Someone - specifically the father-daughter team of Larry and Meagan Johnson of Phoenix, Arizona - has figured out that on some American job sites, five generations are working side by side.
And while such an age disparity adds a lot of texture and an assortment of life experiences, it can also bring tensions and conflicts.
The Johnsons are human-resource trainers and public speakers. Dad Larry is a former health-care executive; daughter Meagan is a onetime corporate saleswoman.
If this were a billboard showing today's workers at today's US companies, you'd see many more kinds of hose and toes.
Here are the oldest and youngest of the five generations they identify:
They call the oldest group Traditionals, born before 1945. They were heavily influenced by the stern lessons of the Great Depression and World War Two. They respect authority, set a high standard of workmanship, and communicate easily and confidently. But they're also stubbornly independent. They want their opinions heard.
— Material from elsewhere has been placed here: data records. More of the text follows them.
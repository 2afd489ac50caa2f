//! The partition nexus: routes a DN to the partition authoritative for it
//! and synthesizes the root DSE.
//!
//! A nexus holds no data of its own beyond the routing table; every read
//! or write it dispatches ends up calling straight through to a
//! [`PartitionStore`]. Routing is by longest matching suffix so that a
//! deeper partition mounted under a shallower one (`ou=people,dc=example,dc=com`
//! under `dc=example,dc=com`) shadows it correctly.

use crate::error::StoreError;
use crate::partition::PartitionStore;
use dirsrv_core::{AttributeValue, Dn, DirectoryError, DirectoryResult, Entry, SchemaRegistry};
use std::collections::HashMap;
use std::sync::RwLock;

/// One mounted partition: its suffix and the store backing it.
struct Mount {
    suffix: Dn,
    store: PartitionStore,
}

/// Routes operations to the partition whose suffix is the longest ancestor
/// of the target DN, and answers root DSE queries (an empty-DN search)
/// without involving any partition at all.
pub struct PartitionNexus {
    mounts: RwLock<Vec<Mount>>,
    supported_controls: Vec<String>,
    supported_extensions: Vec<String>,
    supported_sasl_mechanisms: Vec<String>,
}

impl PartitionNexus {
    pub fn new() -> Self {
        Self {
            mounts: RwLock::new(Vec::new()),
            supported_controls: Vec::new(),
            supported_extensions: Vec::new(),
            supported_sasl_mechanisms: Vec::new(),
        }
    }

    /// Declare the controls, extensions and SASL mechanisms this server
    /// advertises, surfaced on the root DSE. Called once at startup by the
    /// component that owns the interceptor chain, since that's what knows
    /// which controls are actually wired up.
    pub fn with_capabilities(
        mut self,
        controls: Vec<String>,
        extensions: Vec<String>,
        sasl_mechanisms: Vec<String>,
    ) -> Self {
        self.supported_controls = controls;
        self.supported_extensions = extensions;
        self.supported_sasl_mechanisms = sasl_mechanisms;
        self
    }

    /// Mount a partition at `suffix`, backed by `store`. The store's own
    /// suffix must match; a mismatch is a programmer error in the caller
    /// wiring configuration to stores, not a runtime condition worth a
    /// soft error.
    pub fn mount(&self, suffix: Dn, store: PartitionStore) {
        assert!(
            store.suffix().equals(&suffix),
            "partition store suffix does not match the mount point it's being added under"
        );
        let mut mounts = self.mounts.write().unwrap_or_else(|e| e.into_inner());
        mounts.retain(|m| !m.suffix.equals(&suffix));
        tracing::info!(suffix = %suffix, "mounted partition");
        mounts.push(Mount { suffix, store });
    }

    /// Unmount the partition at `suffix`, flushing it to disk first so a
    /// subsequent remount (or process exit) doesn't lose buffered writes.
    pub fn unmount(&self, suffix: &Dn) -> DirectoryResult<()> {
        let mut mounts = self.mounts.write().unwrap_or_else(|e| e.into_inner());
        let Some(idx) = mounts.iter().position(|m| m.suffix.equals(suffix)) else {
            return Err(DirectoryError::NotFound(suffix.clone()));
        };
        mounts[idx].store.sync()?;
        mounts.remove(idx);
        tracing::info!(suffix = %suffix, "unmounted partition");
        Ok(())
    }

    /// The naming contexts currently mounted, in mount order.
    pub fn naming_contexts(&self) -> Vec<Dn> {
        let mounts = self.mounts.read().unwrap_or_else(|e| e.into_inner());
        mounts.iter().map(|m| m.suffix.clone()).collect()
    }

    /// Route `dn` to its authoritative partition by longest matching
    /// suffix. `None` means no mounted partition is authoritative for it
    /// (including the case where `dn` names the root DSE itself).
    pub fn route<'a>(&'a self, dn: &Dn) -> Option<RoutedPartition<'a>> {
        let mounts = self.mounts.read().unwrap_or_else(|e| e.into_inner());
        let idx = mounts
            .iter()
            .enumerate()
            .filter(|(_, m)| m.suffix.is_ancestor_of(dn) || m.suffix.equals(dn))
            .max_by_key(|(_, m)| m.suffix.size())
            .map(|(i, _)| i)?;
        Some(RoutedPartition {
            nexus: self,
            index: idx,
        })
    }

    fn with_mount<T>(&self, index: usize, f: impl FnOnce(&PartitionStore) -> T) -> T {
        let mounts = self.mounts.read().unwrap_or_else(|e| e.into_inner());
        f(&mounts[index].store)
    }

    /// Synthesize the root DSE: a DN-less pseudo-entry listing every
    /// mounted naming context and this server's advertised capabilities.
    /// Per RFC 4512 section 5.1, it's reachable only by a base-scope
    /// search against the empty DN, never by name elsewhere in the tree.
    pub fn root_dse(&self, schema: &SchemaRegistry) -> DirectoryResult<Entry> {
        let mut entry = Entry::new(Dn::root());
        entry.add_values(
            "objectClass",
            vec![AttributeValue::utf8("top".to_string())],
            schema,
        )?;
        let contexts: Vec<AttributeValue> = self
            .naming_contexts()
            .into_iter()
            .map(|dn| AttributeValue::utf8(dn.to_user_string()))
            .collect();
        if !contexts.is_empty() {
            entry.add_values("namingContexts", contexts, schema)?;
        }
        entry.add_values(
            "supportedLDAPVersion",
            vec![AttributeValue::utf8("3".to_string())],
            schema,
        )?;
        if !self.supported_controls.is_empty() {
            entry.add_values(
                "supportedControl",
                self.supported_controls
                    .iter()
                    .map(|oid| AttributeValue::utf8(oid.clone()))
                    .collect(),
                schema,
            )?;
        }
        if !self.supported_extensions.is_empty() {
            entry.add_values(
                "supportedExtension",
                self.supported_extensions
                    .iter()
                    .map(|oid| AttributeValue::utf8(oid.clone()))
                    .collect(),
                schema,
            )?;
        }
        if !self.supported_sasl_mechanisms.is_empty() {
            entry.add_values(
                "supportedSASLMechanisms",
                self.supported_sasl_mechanisms
                    .iter()
                    .map(|name| AttributeValue::utf8(name.clone()))
                    .collect(),
                schema,
            )?;
        }
        Ok(entry)
    }
}

impl Default for PartitionNexus {
    fn default() -> Self {
        Self::new()
    }
}

/// A partition resolved by [`PartitionNexus::route`], borrowed for the
/// duration of one operation.
pub struct RoutedPartition<'a> {
    nexus: &'a PartitionNexus,
    index: usize,
}

impl<'a> RoutedPartition<'a> {
    pub fn suffix(&self) -> Dn {
        self.nexus
            .with_mount(self.index, |store| store.suffix().clone())
    }

    pub fn with_store<T>(&self, f: impl FnOnce(&PartitionStore) -> T) -> T {
        self.nexus.with_mount(self.index, f)
    }
}

/// Build the routing-table entries for a full [`dirsrv_core::DirectoryConfig`],
/// opening one [`PartitionStore`] per configured partition.
pub fn nexus_from_config(
    config: &dirsrv_core::DirectoryConfig,
    schema: &SchemaRegistry,
) -> DirectoryResult<PartitionNexus> {
    let _ = schema;
    let nexus = PartitionNexus::new();
    let mut seen: HashMap<String, ()> = HashMap::new();
    for partition in &config.partitions {
        let mut suffix = dirsrv_dsl::parse_dn(&partition.suffix)
            .map_err(|e| StoreError::Serialization(e.to_string()))?;
        suffix
            .normalize(schema)
            .map_err(|e| StoreError::Serialization(e.to_string()))?;
        let key = suffix.to_normalized_string();
        if seen.insert(key, ()).is_some() {
            return Err(DirectoryError::Internal(format!(
                "duplicate partition suffix '{}'",
                partition.suffix
            )));
        }
        let store = PartitionStore::open(&partition.data_dir, suffix.clone())
            .map_err(DirectoryError::from)?
            .with_indexed_attributes(partition.indexed_attributes.clone());
        nexus.mount(suffix, store);
    }
    Ok(nexus)
}

#[cfg(test)]
mod tests {
    use super::*;
    use dirsrv_core::schema::bootstrap_registry;
    use std::str::FromStr;

    fn store(suffix: &str) -> (tempfile::TempDir, PartitionStore) {
        let dir = tempfile::tempdir().unwrap();
        let dn = Dn::from_str(suffix).unwrap();
        let store = PartitionStore::open(dir.path(), dn).unwrap();
        (dir, store)
    }

    #[test]
    fn routes_to_longest_matching_suffix() {
        let nexus = PartitionNexus::new();
        let (_d1, s1) = store("dc=example,dc=com");
        let (_d2, s2) = store("ou=people,dc=example,dc=com");
        nexus.mount(Dn::from_str("dc=example,dc=com").unwrap(), s1);
        nexus.mount(Dn::from_str("ou=people,dc=example,dc=com").unwrap(), s2);

        let target = Dn::from_str("cn=alice,ou=people,dc=example,dc=com").unwrap();
        let routed = nexus.route(&target).expect("routed");
        assert!(routed.suffix().equals(&Dn::from_str("ou=people,dc=example,dc=com").unwrap()));

        let other = Dn::from_str("ou=groups,dc=example,dc=com").unwrap();
        let routed = nexus.route(&other).expect("routed");
        assert!(routed.suffix().equals(&Dn::from_str("dc=example,dc=com").unwrap()));
    }

    #[test]
    fn unmounted_dn_routes_to_nothing() {
        let nexus = PartitionNexus::new();
        let (_d1, s1) = store("dc=example,dc=com");
        nexus.mount(Dn::from_str("dc=example,dc=com").unwrap(), s1);
        let other = Dn::from_str("dc=other,dc=net").unwrap();
        assert!(nexus.route(&other).is_none());
    }

    #[test]
    fn root_dse_lists_naming_contexts_and_capabilities() {
        let schema = bootstrap_registry();
        let nexus = PartitionNexus::new().with_capabilities(
            vec!["1.2.840.113556.1.4.319".to_string()],
            vec![],
            vec!["EXTERNAL".to_string()],
        );
        let (_d1, s1) = store("dc=example,dc=com");
        nexus.mount(Dn::from_str("dc=example,dc=com").unwrap(), s1);

        let dse = nexus.root_dse(&schema).unwrap();
        let contexts = dse.values("namingContexts", &schema).unwrap();
        assert_eq!(contexts.len(), 1);
        let sasl = dse.values("supportedSASLMechanisms", &schema).unwrap();
        assert_eq!(sasl.len(), 1);
    }

    #[test]
    fn unmount_flushes_and_removes() {
        let nexus = PartitionNexus::new();
        let (_d1, s1) = store("dc=example,dc=com");
        let suffix = Dn::from_str("dc=example,dc=com").unwrap();
        nexus.mount(suffix.clone(), s1);
        assert!(nexus.route(&suffix).is_some());
        nexus.unmount(&suffix).unwrap();
        assert!(nexus.route(&suffix).is_none());
    }
}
At the other extreme are what the Johnsons call Linksters, born after 1995 into today's more chaotic, media-saturated world. They live and breathe technology and are often social activists.
You won't find many 15 year olds in corporate offices except as interns, of course, but quite old and quite young workers do come together in retail environments like bike shops and ice-cream stands.
The Johnsons, Larry and Meagan, represent a generational discrepancy themselves in their work with jobsite issues.
The Johnsons' point is that as the average lifespan continues to rise and retirement dates get postponed because of the tight economy, people of different generations are working side by side, bringing with them very different ideas about company loyalty and work ethic.
The five generations are heavily influenced by quite-different events, social trends, and cultural phenomena of their times. Their experiences shape their behavior and make it difficult, sometimes, for managers to achieve a cohesive mission at the workplace.
Larry and Meagan Johnson discuss all this in greater detail in a new book, "Generations, Inc.: From Boomers to Linksters -- Managing the Friction Between Generations at Work," published by Amacom Press.